This solution is different than the others shown. First, consider the simple function $f(x) = |x|$. We want to know $f'(x)$. That's actually pretty simple to do, since $f'(x)$ gives the slope of the tangent line. That is -1 for $x < 0$ and 1 for $x > 0$. At $x = 0$, there is a sharp point in $f(x)$ so $f'(x)$ does not exist. Or, another way to see it, the left hand limit of the difference quotient is -1 and the right hand limit is +1, so the limit itself (the derivative) does not exist. Therefore, a very nice shorthand way of writing the derivative is
$$f'(x) = \frac{x}{|x|}.$$
This is -1 when $x$ is negative, undefined when $x$ is 0, and 1 when $x$ is positive, just as I described above. When you have a more complicated function inside the absolute values, just use the chain rule.

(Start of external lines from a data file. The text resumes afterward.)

// (c) 2023 John A. Breaux
// This code is licensed under MIT license (see LICENSE for details)
#![allow(clippy::bad_bit_mask)]
//! Contains the definition of a Chip-8 [Insn]
//!
//! Operand fields follow the opcode bit patterns: `x` is bits 8..12, `y` is
//! bits 4..8, `n` is bits 0..4, `A` is bits 0..12 and `B` is bits 0..8.

pub mod disassembler;

use imperative_rs::InstructionSet;
use std::fmt::Display;

/// Every CHIP-8 instruction, decoded from its 16-bit word
#[allow(non_snake_case, missing_docs)]
#[derive(Clone, Copy, Debug, InstructionSet, PartialEq, Eq, Hash)]
pub enum Insn {
    /// | 00e0 | Clear the screen
    #[opcode = "0x00e0"]
    Cls,
    /// | 00ee | Return from subroutine
    #[opcode = "0x00ee"]
    Ret,
    /// | 1aaa | Jump to an absolute address
    #[opcode = "0x1AAA"]
    Jp { A: u16 },
    /// | 2aaa | Push pc onto the stack, then jump to a
    #[opcode = "0x2AAA"]
    Call { A: u16 },
    /// | 3xbb | Skip next instruction if vX == b
    #[opcode = "0x3xBB"]
    SeByte { x: usize, B: u8 },
    /// | 4xbb | Skip next instruction if vX != b
    #[opcode = "0x4xBB"]
    SneByte { x: usize, B: u8 },
    /// | 5xy0 | Skip next instruction if vX == vY
    #[opcode = "0x5xy0"]
    Se { x: usize, y: usize },
    /// | 6xbb | Load immediate byte b into vX
    #[opcode = "0x6xBB"]
    LdByte { x: usize, B: u8 },
    /// | 7xbb | Add immediate byte b to vX, without carry
    #[opcode = "0x7xBB"]
    AddByte { x: usize, B: u8 },
    /// | 8xy0 | vX = vY
    #[opcode = "0x8xy0"]
    Ld { x: usize, y: usize },
    /// | 8xy1 | vX |= vY
    #[opcode = "0x8xy1"]
    Or { x: usize, y: usize },
    /// | 8xy2 | vX &= vY
    #[opcode = "0x8xy2"]
    And { x: usize, y: usize },
    /// | 8xy3 | vX ^= vY
    #[opcode = "0x8xy3"]
    Xor { x: usize, y: usize },
    /// | 8xy4 | vX += vY, vF = carry
    #[opcode = "0x8xy4"]
    Add { x: usize, y: usize },
    /// | 8xy5 | vX -= vY, vF = not borrow
    #[opcode = "0x8xy5"]
    Sub { x: usize, y: usize },
    /// | 8xy6 | vX >>= 1, vF = bit shifted out
    #[opcode = "0x8xy6"]
    Shr { x: usize, y: usize },
    /// | 8xy7 | vX = vY - vX, vF = not borrow
    #[opcode = "0x8xy7"]
    Subn { x: usize, y: usize },
    /// | 8xyE | vX <<= 1, vF = bit shifted out
    #[opcode = "0x8xye"]
    Shl { x: usize, y: usize },
    /// | 9xy0 | Skip next instruction if vX != vY
    #[opcode = "0x9xy0"]
    Sne { x: usize, y: usize },
    /// | Aaaa | Load address a into I
    #[opcode = "0xaAAA"]
    LdI { A: u16 },
    /// | Baaa | Jump to a + v0
    #[opcode = "0xbAAA"]
    JpV0 { A: u16 },
    /// | Cxbb | vX = random byte & b
    #[opcode = "0xcxBB"]
    Rnd { x: usize, B: u8 },
    /// | Dxyn | Draw n-byte sprite from I at (vX, vY), vF = collision
    #[opcode = "0xdxyn"]
    Drw { x: usize, y: usize, n: u8 },
    /// | Ex9E | Skip next instruction if key vX is held
    #[opcode = "0xex9e"]
    Skp { x: usize },
    /// | ExA1 | Skip next instruction if key vX is not held
    #[opcode = "0xexa1"]
    Sknp { x: usize },
    /// | Fx07 | vX = DT
    #[opcode = "0xfx07"]
    LdVxDt { x: usize },
    /// | Fx0A | Wait for a key press, vX = key
    #[opcode = "0xfx0a"]
    LdVxK { x: usize },
    /// | Fx15 | DT = vX
    #[opcode = "0xfx15"]
    LdDtVx { x: usize },
    /// | Fx18 | ST = vX
    #[opcode = "0xfx18"]
    LdStVx { x: usize },
    /// | Fx1E | I += vX
    #[opcode = "0xfx1e"]
    AddI { x: usize },
    /// | Fx29 | I = address of the font glyph for digit vX
    #[opcode = "0xfx29"]
    LdF { x: usize },
    /// | Fx33 | Store the decimal digits of vX at I, I+1, I+2
    #[opcode = "0xfx33"]
    LdB { x: usize },
    /// | Fx55 | Store v0..=vX at I..=I+X
    #[opcode = "0xfx55"]
    LdIVx { x: usize },
    /// | Fx65 | Load v0..=vX from I..=I+X
    #[opcode = "0xfx65"]
    LdVxI { x: usize },
}

impl Insn {
    /// Decodes a single instruction word, or [None] if it isn't one
    /// # Examples
    /// ```rust
    /// # use chip8vm::*;
    /// assert_eq!(Insn::decode_word(0xd125), Some(Insn::Drw { x: 1, y: 2, n: 5 }));
    /// assert_eq!(Insn::decode_word(0x5121), None);
    /// ```
    pub fn decode_word(word: u16) -> Option<Self> {
        match Self::decode(&word.to_be_bytes()) {
            Ok((2, insn)) => Some(insn),
            _ => None,
        }
    }
}

impl Display for Insn {
    /// Formats the instruction in the conventional `op dst, src` assembly syntax
    #[rustfmt::skip]
    fn fmt(&self, f: &mut std::fmt::Formatter<'_>) -> std::fmt::Result {
        match *self {
            Insn::Cls               => write!(f, "cls"),
            Insn::Ret               => write!(f, "ret"),
            Insn::Jp { A }          => write!(f, "jp   #{A:03x}"),
            Insn::Call { A }        => write!(f, "call #{A:03x}"),
            Insn::SeByte { x, B }   => write!(f, "se   v{x:X}, #{B:02x}"),
            Insn::SneByte { x, B }  => write!(f, "sne  v{x:X}, #{B:02x}"),
            Insn::Se { x, y }       => write!(f, "se   v{x:X}, v{y:X}"),
            Insn::LdByte { x, B }   => write!(f, "ld   v{x:X}, #{B:02x}"),
            Insn::AddByte { x, B }  => write!(f, "add  v{x:X}, #{B:02x}"),
            Insn::Ld { x, y }       => write!(f, "ld   v{x:X}, v{y:X}"),
            Insn::Or { x, y }       => write!(f, "or   v{x:X}, v{y:X}"),
            Insn::And { x, y }      => write!(f, "and  v{x:X}, v{y:X}"),
            Insn::Xor { x, y }      => write!(f, "xor  v{x:X}, v{y:X}"),
            Insn::Add { x, y }      => write!(f, "add  v{x:X}, v{y:X}"),
            Insn::Sub { x, y }      => write!(f, "sub  v{x:X}, v{y:X}"),
            Insn::Shr { x, y }      => write!(f, "shr  v{x:X}, v{y:X}"),
            Insn::Subn { x, y }     => write!(f, "subn v{x:X}, v{y:X}"),
            Insn::Shl { x, y }      => write!(f, "shl  v{x:X}, v{y:X}"),
            Insn::Sne { x, y }      => write!(f, "sne  v{x:X}, v{y:X}"),
            Insn::LdI { A }         => write!(f, "ld   I, #{A:03x}"),
            Insn::JpV0 { A }        => write!(f, "jp   v0, #{A:03x}"),
            Insn::Rnd { x, B }      => write!(f, "rnd  v{x:X}, #{B:02x}"),
            Insn::Drw { x, y, n }   => write!(f, "drw  v{x:X}, v{y:X}, {n}"),
            Insn::Skp { x }         => write!(f, "skp  v{x:X}"),
            Insn::Sknp { x }        => write!(f, "sknp v{x:X}"),
            Insn::LdVxDt { x }      => write!(f, "ld   v{x:X}, DT"),
            Insn::LdVxK { x }       => write!(f, "ld   v{x:X}, K"),
            Insn::LdDtVx { x }      => write!(f, "ld   DT, v{x:X}"),
            Insn::LdStVx { x }      => write!(f, "ld   ST, v{x:X}"),
            Insn::AddI { x }        => write!(f, "add  I, v{x:X}"),
            Insn::LdF { x }         => write!(f, "ld   F, v{x:X}"),
            Insn::LdB { x }         => write!(f, "ld   B, v{x:X}"),
            Insn::LdIVx { x }       => write!(f, "ld   [I], v{x:X}"),
            Insn::LdVxI { x }       => write!(f, "ld   v{x:X}, [I]"),
        }
    }
}

#[cfg(test)]
mod tests {
    use super::*;

    #[test]
    fn display() {
        let cases = [
            (0x00e0, "cls"),
            (0x2abc, "call #abc"),
            (0x6a0f, "ld   vA, #0f"),
            (0x8124, "add  v1, v2"),
            (0xd015, "drw  v0, v1, 5"),
            (0xf30a, "ld   v3, K"),
            (0xff65, "ld   vF, [I]"),
        ];
        for (word, text) in cases {
            let insn = Insn::decode_word(word).expect("should decode");
            assert_eq!(insn.to_string(), text);
        }
    }
}
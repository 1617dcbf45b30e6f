// (c) 2023 John A. Breaux
// This code is licensed under MIT license (see LICENSE for details)

//! Stores and displays the Chip-8's screen memory

use std::fmt::{Display, Formatter};

/// Screen width, in pixels
pub const WIDTH: usize = 64;
/// Screen height, in pixels
pub const HEIGHT: usize = 32;

/// The 64x32 monochrome display buffer. Each cell is `0` or `1`.
///
/// Only [Screen::clear] and [Screen::draw] change it.
#[derive(Clone, PartialEq, Eq, Hash)]
pub struct Screen {
    pixels: Box<[u8; WIDTH * HEIGHT]>,
}

impl Screen {
    /// Creates a blank screen
    pub fn new() -> Self {
        Self {
            pixels: Box::new([0; WIDTH * HEIGHT]),
        }
    }

    /// Sets every pixel to 0
    pub fn clear(&mut self) {
        self.pixels.fill(0);
    }

    /// XORs an 8-pixel-wide sprite onto the screen at (`x`, `y`), one byte per
    /// row, most significant bit leftmost. Pixels that fall off an edge wrap
    /// around to the opposite edge.
    ///
    /// Returns whether any lit pixel was turned off (a collision).
    /// # Examples
    /// ```rust
    /// # use chip8vm::*;
    /// let mut screen = Screen::new();
    /// assert!(!screen.draw(62, 0, &[0b1100_0001]));
    /// // the last bit wrapped around to column 3
    /// assert_eq!(screen.get(3, 0), 1);
    /// // drawing it again erases it, and collides
    /// assert!(screen.draw(62, 0, &[0b1100_0001]));
    /// assert_eq!(screen, Screen::new());
    /// ```
    pub fn draw(&mut self, x: usize, y: usize, sprite: &[u8]) -> bool {
        let mut collision = false;
        for (row, &bits) in sprite.iter().enumerate() {
            let py = (y + row) % HEIGHT;
            for col in 0..8 {
                if bits & (0x80 >> col) == 0 {
                    continue;
                }
                let px = (x + col) % WIDTH;
                let cell = &mut self.pixels[py * WIDTH + px];
                collision |= *cell == 1;
                *cell ^= 1;
            }
        }
        collision
    }

    /// Gets the pixel at (`x`, `y`), wrapping out-of-range coordinates
    pub fn get(&self, x: usize, y: usize) -> u8 {
        self.pixels[(y % HEIGHT) * WIDTH + x % WIDTH]
    }

    /// The whole screen, row-major
    pub fn pixels(&self) -> &[u8] {
        self.pixels.as_slice()
    }

    /// Iterates over the screen one row at a time
    pub fn rows(&self) -> impl Iterator<Item = &[u8]> + '_ {
        self.pixels.chunks_exact(WIDTH)
    }

    /// Number of lit pixels
    pub fn lit(&self) -> usize {
        self.pixels.iter().filter(|&&p| p != 0).count()
    }

    /// Prints the screen to stdout.
    ///
    /// Uses braille characters with the `drawille` feature, or falls back to
    /// the block characters of the [Display] impl.
    pub fn print_screen(&self) {
        #[cfg(feature = "drawille")]
        {
            use drawille::Canvas;
            let mut canvas = Canvas::new(WIDTH as u32, HEIGHT as u32);
            self.rows().enumerate().for_each(|(y, row)| {
                row.iter()
                    .enumerate()
                    .filter(|&(_, &p)| p != 0)
                    .for_each(|(x, _)| canvas.set(x as u32, y as u32))
            });
            println!("{}", canvas.frame());
        }
        #[cfg(not(feature = "drawille"))]
        println!("{self}");
    }
}

impl Default for Screen {
    fn default() -> Self {
        Self::new()
    }
}

impl std::fmt::Debug for Screen {
    fn fmt(&self, f: &mut Formatter<'_>) -> std::fmt::Result {
        f.debug_struct("Screen").field("lit", &self.lit()).finish()
    }
}

impl Display for Screen {
    /// Two rows per line, using half-block characters
    fn fmt(&self, f: &mut Formatter<'_>) -> std::fmt::Result {
        for y in (0..HEIGHT).step_by(2) {
            for x in 0..WIDTH {
                let c = match (self.get(x, y), self.get(x, y + 1)) {
                    (0, 0) => ' ',
                    (_, 0) => '▀',
                    (0, _) => '▄',
                    _ => '█',
                };
                write!(f, "{c}")?;
            }
            writeln!(f)?;
        }
        Ok(())
    }
}

#[cfg(test)]
mod tests {
    use super::*;

    #[test]
    fn draw_wraps_both_axes() {
        let mut screen = Screen::new();
        screen.draw(63, 31, &[0b1100_0000, 0b1000_0000]);
        assert_eq!(screen.get(63, 31), 1);
        assert_eq!(screen.get(0, 31), 1);
        assert_eq!(screen.get(63, 0), 1);
        assert_eq!(screen.lit(), 3);
    }

    #[test]
    fn collision_only_on_overlap() {
        let mut screen = Screen::new();
        assert!(!screen.draw(0, 0, &[0b1010_1010]));
        assert!(!screen.draw(0, 0, &[0b0101_0101]));
        assert_eq!(screen.rows().next().unwrap()[..8], [1; 8]);
        assert!(screen.draw(7, 0, &[0b1000_0000]));
        assert_eq!(screen.get(7, 0), 0);
    }

    #[test]
    fn clear_blanks_everything() {
        let mut screen = Screen::new();
        screen.draw(10, 10, &[0xff; 15]);
        assert_eq!(screen.lit(), 8 * 15);
        screen.clear();
        assert_eq!(screen, Screen::default());
    }

    #[test]
    fn display_uses_half_blocks() {
        let mut screen = Screen::new();
        screen.draw(0, 0, &[0b1100_0000, 0b0100_0000]);
        let first = format!("{screen}").lines().next().unwrap().to_owned();
        assert!(first.starts_with("▀█ "));
        assert_eq!(first.chars().count(), WIDTH);
    }
}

If $f(x) = |x^2 - 2x|$, then
$$f'(x) = \frac{x^2 - 2x}{|x^2 - 2x|} \cdot \frac{d}{dx} (x^2 - 2x) = \frac{x^2 - 2x}{|x^2 - 2x|} (2x - 2) = \frac{2x(x - 1)(x - 2)}{|x^2 - 2x|}.$$
Now, critical points are those where the derivative is 0 or undefined, and the original function is defined. Since the function $f(x)$ is defined for all $x$, find where the derivative is 0 or undefined. Just find the places where the numerator is 0 or the denominator is 0. That's pretty simple here, $x = 0, 1, 2$.